I descended toward it, dipping my wing, feeling the rush of wind in my face...a rush that I would never truly get used to. Or, rather, never wanted to get used to. How does one ever get used to flying? I didn’t know, and I didn’t want to know. I wanted the experience to always remain fresh, always new.
The hill kept looking promising, and now there was the same stunted tree that I’d seen in my vision.
I swooped lower.
There, resting next to the tree trunk and nearly impossible to see with the naked eye, was a small package. No, not quite. A bulging plastic bag.
I dropped down, circling once, twice, then landed on a smooth rock near the tree, tucking in my wings. Feeling like a monster in a horror movie, I used my left talon to snag the bag, then leaped as I high as I could, stretched out my wings, caught the wind nicely, and lifted off the ground.
A few minutes later, back at my minivan and naked as the day I was born, I opened the bag and looked inside.
“Bingo,” I said.
Chapter Seven
I was alone in my office with the dead man’s bag.
The drive back from the hills outside of Corona had been excruciatingly long, despite the fact there had been no traffic. Excruciating, because I was itching to see inside the bag. The bag, I knew, was key evidence. I also knew that I should hand it over to Detective Sherbet ASAP. And I wo
uld. Eventually.
After I had a little looksee.
With the kids asleep and the babysitter forty bucks richer, I sat in my office and studied the still-closed bag. It was just a white plastic trash bag with red tie handles. The handles were presently tied tight. The bag itself was half full, which, on second thought, said more about my outlook on life these days than about anything in the bag.
I was wearing latex gloves since I didn’t want to ruin perfectly good evidence. To date, there had been five bodies located. Five bodies drained of blood. Sherbet had brought me on board after the fourth. Unfortunately, I hadn’t been given much access to the actual evidence, despite Sherbet’s high praise for me and my background as a federal investigator. Ultimately, homicide investigators still saw me as a rent-a-cop, someone not to take seriously, a private dick without a dick, as someone had once said.
Anyway, Sherbet had mostly gotten me caught up via reports and taped witness statements.
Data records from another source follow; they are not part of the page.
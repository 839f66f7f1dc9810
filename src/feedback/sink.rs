//! Subscriber seams for feedback and rendering collaborators.
//!
//! - `FeedbackSink`: receives signals; may fail, failures are swallowed
//! - `SnapshotObserver`: receives a snapshot after every state change
//!
//! Closures implement both traits, so most hosts never name a type.

use std::cell::RefCell;
use std::rc::Rc;

use derive_more::{Display, Error};

use super::signal::{Signal, SignalEvent};
use crate::engine::GameSnapshot;

/// A feedback collaborator could not deliver a cue (no audio device, etc.).
#[derive(Clone, Debug, PartialEq, Eq, Display, Error)]
#[display("feedback delivery failed: {message}")]
pub struct FeedbackError {
    message: String,
}

impl FeedbackError {
    /// Create a new delivery error.
    pub fn new(message: impl Into<String>) -> Self {
        Self {
            message: message.into(),
        }
    }

    /// The failure description.
    #[must_use]
    pub fn message(&self) -> &str {
        &self.message
    }
}

/// Receives feedback signals.
pub trait FeedbackSink {
    /// Deliver one signal. Errors are logged by the caller and dropped.
    fn deliver(&mut self, event: &SignalEvent) -> Result<(), FeedbackError>;
}

impl<F> FeedbackSink for F
where
    F: FnMut(&SignalEvent) -> Result<(), FeedbackError>,
{
    fn deliver(&mut self, event: &SignalEvent) -> Result<(), FeedbackError> {
        self(event)
    }
}

/// Receives a snapshot after every transition that changed the game.
pub trait SnapshotObserver {
    /// Called with the fresh snapshot.
    fn on_snapshot(&mut self, snapshot: &GameSnapshot);
}

impl<F> SnapshotObserver for F
where
    F: FnMut(&GameSnapshot),
{
    fn on_snapshot(&mut self, snapshot: &GameSnapshot) {
        self(snapshot)
    }
}

/// In-memory sink that records every signal.
///
/// Clones share the same log, so one handle can be subscribed while
/// another is kept for inspection.
#[derive(Clone, Debug, Default)]
pub struct SignalLog {
    events: Rc<RefCell<Vec<SignalEvent>>>,
}

impl SignalLog {
    /// Create an empty log.
    #[must_use]
    pub fn new() -> Self {
        Self::default()
    }

    /// All recorded events, oldest first.
    #[must_use]
    pub fn events(&self) -> Vec<SignalEvent> {
        self.events.borrow().clone()
    }

    /// All recorded signals without their epochs.
    #[must_use]
    pub fn signals(&self) -> Vec<Signal> {
        self.events.borrow().iter().map(|e| e.signal).collect()
    }

    /// How many times `signal` was recorded.
    #[must_use]
    pub fn count(&self, signal: Signal) -> usize {
        self.events
            .borrow()
            .iter()
            .filter(|e| e.signal == signal)
            .count()
    }

    /// Forget everything recorded so far.
    pub fn clear(&self) {
        self.events.borrow_mut().clear();
    }
}

impl FeedbackSink for SignalLog {
    fn deliver(&mut self, event: &SignalEvent) -> Result<(), FeedbackError> {
        self.events.borrow_mut().push(*event);
        Ok(())
    }
}

/// In-memory observer that keeps every published snapshot.
#[derive(Clone, Debug, Default)]
pub struct SnapshotLog {
    snapshots: Rc<RefCell<Vec<GameSnapshot>>>,
}

impl SnapshotLog {
    /// Create an empty log.
    #[must_use]
    pub fn new() -> Self {
        Self::default()
    }

    /// Number of snapshots received.
    #[must_use]
    pub fn len(&self) -> usize {
        self.snapshots.borrow().len()
    }

    /// Check if nothing was received yet.
    #[must_use]
    pub fn is_empty(&self) -> bool {
        self.snapshots.borrow().is_empty()
    }

    /// The most recent snapshot.
    #[must_use]
    pub fn latest(&self) -> Option<GameSnapshot> {
        self.snapshots.borrow().last().cloned()
    }
}

impl SnapshotObserver for SnapshotLog {
    fn on_snapshot(&mut self, snapshot: &GameSnapshot) {
        self.snapshots.borrow_mut().push(snapshot.clone());
    }
}
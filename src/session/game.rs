//! Memory game session.

use std::time::Duration;

use tracing::{debug, instrument, trace};

use crate::core::{Catalog, CatalogError, ConfigError, Epoch, GameConfig, GameRng, Item, Position};
use crate::engine::{GameSnapshot, GameState, Phase, SelectOutcome};
use crate::feedback::{FeedbackSink, Signal, SignalEvent, SnapshotObserver, Subscribers};
use crate::timers::{ScheduledTimer, TimerCoordinator, TimerKind};

/// One playing surface: the live game, its timers and its subscribers.
///
/// All mutation goes through `&mut self`, one stimulus at a time:
/// `start`, `select_tile` for player input and `advance` for elapsed time.
#[derive(Debug)]
pub struct MemoryGame {
    config: GameConfig,
    rng: GameRng,
    state: GameState,
    timers: TimerCoordinator,
    subscribers: Subscribers,
}

impl Default for MemoryGame {
    fn default() -> Self {
        Self::from_parts(GameConfig::default())
    }
}

impl MemoryGame {
    /// Create an idle session.
    ///
    /// # Errors
    ///
    /// Returns `ConfigError` if any configured delay is zero.
    pub fn new(config: GameConfig) -> Result<Self, ConfigError> {
        config.validate()?;
        Ok(Self::from_parts(config))
    }

    fn from_parts(config: GameConfig) -> Self {
        let rng = match config.seed {
            Some(seed) => GameRng::new(seed),
            None => GameRng::from_entropy(),
        };
        debug!(seed = rng.seed(), "session created");
        Self {
            config,
            rng,
            state: GameState::idle(),
            timers: TimerCoordinator::new(),
            subscribers: Subscribers::new(),
        }
    }

    // === Subscriptions ===

    /// Register an audio/visual feedback collaborator.
    pub fn subscribe_feedback(&mut self, sink: impl FeedbackSink + 'static) {
        self.subscribers.add_sink(sink);
    }

    /// Register a rendering collaborator.
    pub fn subscribe_snapshots(&mut self, observer: impl SnapshotObserver + 'static) {
        self.subscribers.add_observer(observer);
    }

    // === Queries ===

    /// Session configuration.
    #[must_use]
    pub fn config(&self) -> &GameConfig {
        &self.config
    }

    /// Seed of the session RNG, for replaying the same sequence of decks.
    #[must_use]
    pub fn seed(&self) -> u64 {
        self.rng.seed()
    }

    /// The live game.
    #[must_use]
    pub fn state(&self) -> &GameState {
        &self.state
    }

    /// Current phase.
    #[must_use]
    pub fn phase(&self) -> Phase {
        self.state.phase()
    }

    /// Epoch of the current game.
    #[must_use]
    pub fn epoch(&self) -> Epoch {
        self.state.epoch()
    }

    /// Immutable view of the current game.
    #[must_use]
    pub fn snapshot(&self) -> GameSnapshot {
        self.state.snapshot()
    }

    /// Session clock reading.
    #[must_use]
    pub fn now(&self) -> Duration {
        self.timers.now()
    }

    /// Time until the next timer is due.
    #[must_use]
    pub fn next_deadline(&self) -> Option<Duration> {
        self.timers.next_deadline()
    }

    /// Check if a timer of `kind` is waiting for the current game.
    #[must_use]
    pub fn is_timer_pending(&self, kind: TimerKind) -> bool {
        self.timers.is_pending(kind, self.state.epoch())
    }

    // === Commands ===

    /// Start a new game from raw catalog entries.
    ///
    /// The previous game, if any, is discarded along with its timers.
    ///
    /// # Errors
    ///
    /// Returns `CatalogError` for an empty catalog or duplicate ids; the
    /// current game is left untouched in that case.
    #[instrument(level = "debug", skip_all)]
    pub fn start(&mut self, items: impl IntoIterator<Item = Item>) -> Result<Epoch, CatalogError> {
        let catalog = Catalog::new(items)?;
        Ok(self.start_catalog(catalog))
    }

    /// Start a new game from a validated catalog.
    #[instrument(level = "debug", skip_all, fields(pairs = catalog.len()))]
    pub fn start_catalog(&mut self, catalog: Catalog) -> Epoch {
        let epoch = self.state.epoch().next();
        let dropped = self.timers.cancel_stale(epoch);

        let mut deck_rng = self.rng.fork();
        self.state = GameState::start(catalog, &mut deck_rng, epoch);
        self.timers
            .schedule(TimerKind::Reveal, epoch, self.config.reveal_delay());

        debug!(%epoch, dropped, "game started");
        self.publish();
        epoch
    }

    /// Deal a fresh deck from the current catalog.
    ///
    /// Returns `None` if no game has been started yet.
    pub fn restart(&mut self) -> Option<Epoch> {
        if self.state.phase() == Phase::NotStarted {
            return None;
        }
        let catalog = self.state.catalog().clone();
        Some(self.start_catalog(catalog))
    }

    /// Player input: flip the tile at `position`.
    #[instrument(level = "debug", skip(self), fields(epoch = %self.state.epoch()))]
    pub fn select_tile(&mut self, position: Position) -> SelectOutcome {
        let outcome = self.state.select_tile(position);
        let epoch = self.state.epoch();

        match outcome {
            SelectOutcome::Rejected(reason) => {
                trace!(?reason, "selection ignored");
                return outcome;
            }
            SelectOutcome::Flipped(_) => self.publish(),
            SelectOutcome::Matched { item, won } => {
                self.publish();
                self.signal(Signal::Match { item });
                if won {
                    debug!(%epoch, "game won");
                    self.signal(Signal::Won);
                    self.timers
                        .schedule(TimerKind::Celebration, epoch, self.config.celebration_delay());
                }
            }
            SelectOutcome::Mismatched { first, second } => {
                self.publish();
                self.signal(Signal::Mismatch { first, second });
                self.timers
                    .schedule(TimerKind::Mismatch, epoch, self.config.mismatch_delay());
            }
        }
        outcome
    }

    /// Elapsed time: fire every timer that comes due.
    ///
    /// Returns the number of timers that acted on the current game. Timers
    /// left over from an earlier game are consumed without effect.
    pub fn advance(&mut self, elapsed: Duration) -> usize {
        let target = self.timers.now().saturating_add(elapsed);
        let mut applied = 0;
        while let Some(timer) = self.timers.pop_due(target) {
            if self.fire(timer) {
                applied += 1;
            }
        }
        self.timers.advance_to(target);
        applied
    }

    fn fire(&mut self, timer: ScheduledTimer) -> bool {
        let epoch = self.state.epoch();
        if !timer.belongs_to(epoch) {
            debug!(id = %timer.id, kind = %timer.kind, stale = %timer.epoch, %epoch, "stale timer ignored");
            return false;
        }

        match timer.kind {
            TimerKind::Reveal => {
                let outcome = self.state.request_hide();
                if !outcome.is_hidden() {
                    trace!(?outcome, "reveal timer had nothing to hide");
                    return false;
                }
                debug!(%epoch, "deck hidden");
                self.publish();
            }
            TimerKind::Mismatch => {
                if !self.state.clear_selection() {
                    return false;
                }
                self.publish();
            }
            TimerKind::Celebration => self.signal(Signal::Celebrate),
        }
        true
    }

    fn signal(&mut self, signal: Signal) {
        self.subscribers
            .emit(SignalEvent::new(self.state.epoch(), signal));
    }

    fn publish(&mut self) {
        if self.subscribers.observer_count() == 0 {
            return;
        }
        let snapshot = self.state.snapshot();
        self.subscribers.publish(&snapshot);
    }
}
Sadly, the witnesses hadn’t witnessed much, and the four previous bodies had yielded little in the way of clues. And what clues the police had, they weren’t giving me access to.
So, this little bag sitting in front of me represented my first—and only—direct evidence to the case.
And I wasn’t about to just turn it over. At least, not yet.
So I photographed the bag from all angles, noting any smudges and marks. Once done, I carefully used a pair of scissors and clipped open the red plastic ties. I parted the bag slowly, and once fully open, I took more photos directly into the bag, carefully documenting the layout of the items within. Then I painstakingly removed each item, setting each before me and photographing them as they emerged.
All in all, there were fifteen items in the bag.
Most of the items were clothing: jeans, tee shirt, socks, shoes, underwear. There was jewelry, too, a class ring and a gold necklace. The necklace had some dried blood in it. There was blood splatter on the tee shirt, too, and the running shoes.